(Stored items)
#####

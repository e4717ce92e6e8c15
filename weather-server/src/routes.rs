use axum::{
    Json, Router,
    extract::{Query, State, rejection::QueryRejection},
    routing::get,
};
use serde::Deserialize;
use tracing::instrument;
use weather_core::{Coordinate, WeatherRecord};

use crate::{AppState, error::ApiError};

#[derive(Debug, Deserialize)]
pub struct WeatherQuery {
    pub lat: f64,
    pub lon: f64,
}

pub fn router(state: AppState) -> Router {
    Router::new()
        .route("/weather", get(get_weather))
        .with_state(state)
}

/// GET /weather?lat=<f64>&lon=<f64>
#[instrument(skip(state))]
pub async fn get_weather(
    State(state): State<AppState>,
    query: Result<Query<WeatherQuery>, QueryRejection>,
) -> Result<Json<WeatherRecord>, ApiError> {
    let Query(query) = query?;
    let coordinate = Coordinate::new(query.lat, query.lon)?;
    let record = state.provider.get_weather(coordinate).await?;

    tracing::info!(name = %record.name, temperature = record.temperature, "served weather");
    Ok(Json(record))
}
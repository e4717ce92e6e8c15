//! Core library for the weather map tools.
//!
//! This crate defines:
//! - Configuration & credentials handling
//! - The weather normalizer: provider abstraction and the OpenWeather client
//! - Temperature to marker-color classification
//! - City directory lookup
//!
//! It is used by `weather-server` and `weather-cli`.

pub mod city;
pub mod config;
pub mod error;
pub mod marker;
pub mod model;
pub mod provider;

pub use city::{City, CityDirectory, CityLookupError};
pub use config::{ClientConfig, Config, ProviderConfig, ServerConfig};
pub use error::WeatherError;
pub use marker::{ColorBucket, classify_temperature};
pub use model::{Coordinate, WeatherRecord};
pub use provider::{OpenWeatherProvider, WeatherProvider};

#####

→ WORK INSTRUCTION:
Gather up every line in the data above that contains the word "QueryRejection", copying each one.

→ TASK ANSWER:
    extract::{Query, State, rejection::QueryRejection},
    query: Result<Query<WeatherQuery>, QueryRejection>,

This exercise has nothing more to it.